On September 28, 2016, the Centers for Medicare and Medicaid Services, an agency within the U.S. Department of Health and Human Services, issued a new rule barring any nursing home that receives federal funding from compelling its residents to resolve any disputes with the nursing home via arbitration rather than in court. The new rule is a victory for patient-rights groups, many of which have voiced concern over the increasing prevalence of mandatory arbitration provisions in nursing home admissions contracts.
Mandatory arbitration provisions prevent nursing home residents from going to court to resolve disputes with their nursing homes. Instead, such disputes must be resolved in arbitration, an out-of-court, confidential proceeding, the results of which generally cannot be challenged in court.
The nursing home industry, led by the American Health Care Association, an industry trade group, contends that arbitration offers a less costly alternative to litigating disputes in court.

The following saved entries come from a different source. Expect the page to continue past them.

use std::sync::Arc;

use axum::{
    extract::{Query, Request, State},
    http::StatusCode,
    middleware::{self, Next},
    response::{IntoResponse, Response},
    routing::{get, post},
    Json, Router,
};
use bson::oid::ObjectId;
use chrono::NaiveDate;
use eyre::Result;
use ledger::{process::Processor, Ledger};
use log::error;
use model::day::Day;
use serde::{Deserialize, Serialize};

/// HTTP trigger surface for the externally scheduled runs. Every route is
/// guarded by the shared-secret `X-Api-Key` header; this is machine-to-machine
/// auth, not a user session.
#[derive(Clone)]
pub struct AppState {
    ledger: Arc<Ledger>,
    processor: Arc<Processor>,
    api_key: Arc<str>,
    actor: ObjectId,
}

impl AppState {
    pub fn new(ledger: Ledger, api_key: String, actor: ObjectId) -> AppState {
        AppState {
            processor: Arc::new(Processor::new(ledger.clone())),
            ledger: Arc::new(ledger),
            api_key: api_key.into(),
            actor,
        }
    }
}

pub async fn serve(addr: &str, state: AppState) -> Result<()> {
    let app = router(state);
    let listener = tokio::net::TcpListener::bind(addr).await?;
    log::info!("listening on {}", listener.local_addr()?);
    axum::serve(listener, app).await?;
    Ok(())
}

pub fn router(state: AppState) -> Router {
    Router::new()
        .route("/cron/generate-week", post(generate_week))
        .route("/cron/daily-operations", post(daily_operations))
        .route("/cron/auto-unfreeze", post(auto_unfreeze))
        .route("/cron/runs", get(runs))
        .layer(middleware::from_fn_with_state(
            state.clone(),
            require_api_key,
        ))
        .with_state(state)
}

async fn require_api_key(State(state): State<AppState>, request: Request, next: Next) -> Response {
    let provided = request
        .headers()
        .get("x-api-key")
        .and_then(|value| value.to_str().ok());
    if provided != Some(state.api_key.as_ref()) {
        return (
            StatusCode::UNAUTHORIZED,
            Json(ErrorBody::new("Invalid or missing API key")),
        )
            .into_response();
    }
    next.run(request).await
}

async fn generate_week(State(state): State<AppState>) -> Response {
    let mut session = match state.ledger.db.start_session(state.actor).await {
        Ok(session) => session,
        Err(err) => return internal_error(err),
    };
    match state.processor.generation.run(&mut session).await {
        Ok(run) => (StatusCode::OK, Json(run)).into_response(),
        Err(err) => internal_error(err),
    }
}

async fn daily_operations(State(state): State<AppState>) -> Response {
    let mut session = match state.ledger.db.start_session(state.actor).await {
        Ok(session) => session,
        Err(err) => return internal_error(err),
    };
    match state.processor.daily.run(&mut session).await {
        Ok(run) => (StatusCode::OK, Json(run)).into_response(),
        Err(err) => internal_error(err),
    }
}

async fn auto_unfreeze(State(state): State<AppState>) -> Response {
    let mut session = match state.ledger.db.start_session(state.actor).await {
        Ok(session) => session,
        Err(err) => return internal_error(err),
    };
    match state.processor.freeze.run(&mut session).await {
        Ok(run) => (StatusCode::OK, Json(run)).into_response(),
        Err(err) => internal_error(err),
    }
}

#[derive(Debug, Deserialize)]
struct RunsRange {
    from: Option<NaiveDate>,
    to: Option<NaiveDate>,
}

async fn runs(State(state): State<AppState>, Query(range): Query<RunsRange>) -> Response {
    let mut session = match state.ledger.db.start_session(state.actor).await {
        Ok(session) => session,
        Err(err) => return internal_error(err),
    };
    let from = range.from.map(|date| Day::new(date).start());
    let to = range.to.map(|date| Day::new(date).end());
    match state.ledger.history.find_range(&mut session, from, to).await {
        Ok(runs) => (StatusCode::OK, Json(runs)).into_response(),
        Err(err) => internal_error(err),
    }
}

fn internal_error(err: eyre::Error) -> Response {
    error!("Request failed: {:#}", err);
    (
        StatusCode::INTERNAL_SERVER_ERROR,
        Json(ErrorBody {
            error: format!("{}", err),
        }),
    )
        .into_response()
}

#[derive(Debug, Serialize)]
struct ErrorBody {
    error: String,
}

impl ErrorBody {
    fn new(message: &str) -> ErrorBody {
        ErrorBody {
            error: message.to_string(),
        }
    }
}
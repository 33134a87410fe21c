use std::sync::Arc;

use bson::{doc, oid::ObjectId};
use eyre::Error;
use model::{session::Session, training_type::TrainingType};
use mongodb::Collection;

use crate::session::Db;

const COLLECTION: &str = "training_types";

#[derive(Clone)]
pub struct TrainingTypeStore {
    collection: Arc<Collection<TrainingType>>,
}

impl TrainingTypeStore {
    pub(crate) fn new(db: &Db) -> Self {
        TrainingTypeStore {
            collection: Arc::new(db.collection(COLLECTION)),
        }
    }

    pub async fn insert(
        &self,
        session: &mut Session,
        training_type: TrainingType,
    ) -> Result<(), Error> {
        self.collection
            .insert_one(training_type)
            .session(&mut **session)
            .await?;
        Ok(())
    }

    pub async fn get(
        &self,
        session: &mut Session,
        id: ObjectId,
    ) -> Result<Option<TrainingType>, Error> {
        Ok(self
            .collection
            .find_one(doc! { "_id": id })
            .session(&mut **session)
            .await?)
    }
}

Those opposed to mandatory arbitration provisions, including lawyers who advocate for the elderly, point out that the confidential nature of arbitration can allow a pattern of abuse to go unrecognized and unpunished. These detractors also emphasize that nursing home residents are often preoccupied with feelings of fear and apprehension at the time of admission and do not realize that they are signing away their right to a day in court.
Some states already have laws that limit the reach of arbitration provisions in nursing home contracts. In Virginia, for instance, patients in medical malpractice cases may opt out of arbitration within a statutorily prescribed period – generally sixty days from termination of the health care at issue. The new federal rule, however, preempts mandatory arbitration provisions altogether for facilities that receive federal funding.